Наступает зрелость, стиль становится во главу угла. Поступив в художественное училище, на уроке Матис пугливо заглядывает через плечо одноклассника-радикала, который вместо предложенного натюрморта смело малюет что-то абстрактное. И сам герой, приглашая в качестве натурщицы хорошенькую девушку из соседнего кафе, не обращает ни малейшего внимания на ее соблазнительные формы: увлеченно вперившись в холст, он изображает на нем вдохновенный фарш из форм геометрических. Девица раздосадована, ее место занимает скромная коллега по работе Сачико, готовая принять на себя пожизненную роль музы и сиделки при гении. В мучительных поисках стиля Матис вовсе забывает о содержании собственной жизни – его, в отличие от товарищей по училищу, не повергает в депрессию случайная смерть приятеля во время особо отважного перформанса и последующее самоубийство другого горе-живописца. Для него не существует дилеммы “искусство / жизнь”, он свой выбор сделал: пара ободряющих фраз от мошенника арт-дилера радуют его больше, чем рождение дочери.
Пройдя период классического формирования и авангардных исканий, Матис вступает в пору зрелости– теперь ему предстоит преобразиться в Такеси Китано, которого с предыдущими двумя артистами роднит исключительно берет.
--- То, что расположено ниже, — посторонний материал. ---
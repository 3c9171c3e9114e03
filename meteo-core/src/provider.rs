use crate::{
    Config, DomainQuery, DomainResult, LocationCandidate, NetworkError,
    provider::openmeteo::OpenMeteoClient,
};
use async_trait::async_trait;
use std::{convert::TryFrom, fmt::Debug};

pub mod endpoints;
pub mod openmeteo;

pub use endpoints::{Endpoint, Host};

/// Which category of data a feature panel shows.
#[derive(Debug, Clone, Copy, PartialEq, Eq, Hash, PartialOrd, Ord)]
pub enum FeatureKind {
    Marine,
    Weather,
    AirQuality,
    Radiation,
    Elevation,
    Flood,
    Climate,
}

impl FeatureKind {
    pub fn as_str(&self) -> &'static str {
        match self {
            FeatureKind::Marine => "marine",
            FeatureKind::Weather => "weather",
            FeatureKind::AirQuality => "air-quality",
            FeatureKind::Radiation => "radiation",
            FeatureKind::Elevation => "elevation",
            FeatureKind::Flood => "flood",
            FeatureKind::Climate => "climate",
        }
    }

    /// Heading used by panels and menus.
    pub fn title(&self) -> &'static str {
        match self {
            FeatureKind::Marine => "Marine Forecast",
            FeatureKind::Weather => "Weather Forecast",
            FeatureKind::AirQuality => "Air Quality",
            FeatureKind::Radiation => "Satellite Radiation",
            FeatureKind::Elevation => "Elevation",
            FeatureKind::Flood => "Flood",
            FeatureKind::Climate => "Climate Change",
        }
    }

    pub const fn all() -> &'static [FeatureKind] {
        &[
            FeatureKind::Marine,
            FeatureKind::Weather,
            FeatureKind::AirQuality,
            FeatureKind::Radiation,
            FeatureKind::Elevation,
            FeatureKind::Flood,
            FeatureKind::Climate,
        ]
    }
}

impl std::fmt::Display for FeatureKind {
    fn fmt(&self, f: &mut std::fmt::Formatter<'_>) -> std::fmt::Result {
        f.write_str(self.as_str())
    }
}

impl TryFrom<&str> for FeatureKind {
    type Error = anyhow::Error;

    fn try_from(value: &str) -> Result<Self, Self::Error> {
        let lower = value.trim().to_lowercase();

        match lower.as_str() {
            "marine" => Ok(FeatureKind::Marine),
            "weather" | "forecast" => Ok(FeatureKind::Weather),
            "air-quality" | "airquality" | "air_quality" => Ok(FeatureKind::AirQuality),
            "radiation" | "satellite" => Ok(FeatureKind::Radiation),
            "elevation" => Ok(FeatureKind::Elevation),
            "flood" => Ok(FeatureKind::Flood),
            "climate" => Ok(FeatureKind::Climate),
            _ => Err(anyhow::anyhow!(
                "Unknown feature '{value}'. Supported features: marine, weather, air-quality, \
                 radiation, elevation, flood, climate."
            )),
        }
    }
}

/// Turns free text into candidate locations.
#[async_trait]
pub trait LocationResolver: Send + Sync + Debug {
    async fn search(&self, query: &str) -> Result<Vec<LocationCandidate>, NetworkError>;
}

/// Fetches the data behind one feature panel for a coordinate.
#[async_trait]
pub trait FeatureFetcher: Send + Sync + Debug {
    async fn fetch(&self, query: &DomainQuery) -> Result<DomainResult, NetworkError>;
}

/// Construct the Open-Meteo client described by `config`.
pub fn client_from_config(config: &Config) -> anyhow::Result<OpenMeteoClient> {
    config.validate()?;
    OpenMeteoClient::new(config.clone())
}

#[cfg(test)]
mod tests {
    use super::*;

    #[test]
    fn feature_kind_as_str_roundtrip() {
        for kind in FeatureKind::all() {
            let parsed = FeatureKind::try_from(kind.as_str()).expect("roundtrip should succeed");
            assert_eq!(*kind, parsed);
        }
    }

    #[test]
    fn feature_kind_accepts_aliases() {
        assert_eq!(FeatureKind::try_from("AirQuality").unwrap(), FeatureKind::AirQuality);
        assert_eq!(FeatureKind::try_from(" Flood ").unwrap(), FeatureKind::Flood);
        assert_eq!(FeatureKind::try_from("satellite").unwrap(), FeatureKind::Radiation);
    }

    #[test]
    fn unknown_feature_error() {
        let err = FeatureKind::try_from("tides").unwrap_err();
        assert!(err.to_string().contains("Unknown feature"));
    }

    #[test]
    fn client_from_config_rejects_invalid_config() {
        let mut cfg = Config::default();
        cfg.search.count = 0;

        let err = client_from_config(&cfg).unwrap_err();
        assert!(err.to_string().contains("count"));
    }

    #[test]
    fn client_from_default_config_works() {
        assert!(client_from_config(&Config::default()).is_ok());
    }
}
Герой дорос до возраста режиссера – наконец-то. Здесь, однако, куда важнее не поколенческое, а ситуативное родство: ведь и сам Китано как кинематографист и художник, подобно Матису, существует в ситуации современного искусства. Ей и посвящена третья глава картины. Эта размытая актуальность – тот результат, к которому привела многовековая эволюция визуальной культуры. Именно в ней большие ожидания и смутные надежды двух предыдущих глав оборачиваются оглушительным и уморительным фиаско. Матис не стал известным художником. Но и другого ремесла не освоил. Он – клоун, не осознающий себя клоуном, и от этого вдвойне более смешной.
Каждый следующий поход к цинику-галеристу похож на комическую репризу. Каждая попытка встроиться в новейшие тенденции – срисовать чьи-то граффити, скопировать Поллока или Баскиа, повторить подвиги венских акционистов или создать тотальную инсталляцию, вызывает взрыв хохота в зале – даже когда речь идет о попытках артистичного самоубийства (Матис требует, чтобы жена топила его в ванне, а потом, вынырнув, кидается к мольберту). Впрочем, от смешного до кошмарного тут – меньше шага. Когда Матис выпрашивает деньги на новые краски у проститутки-дочери или рисует с натуры пострадавшего в автокатастрофе водителя, который при этом истекает кровью, хохот умолкает. В эти секунды до публики доходит, что история влюбленного в искусство, но абсолютно неуспешного художника, больше смахивает на кошмар, чем на фарс.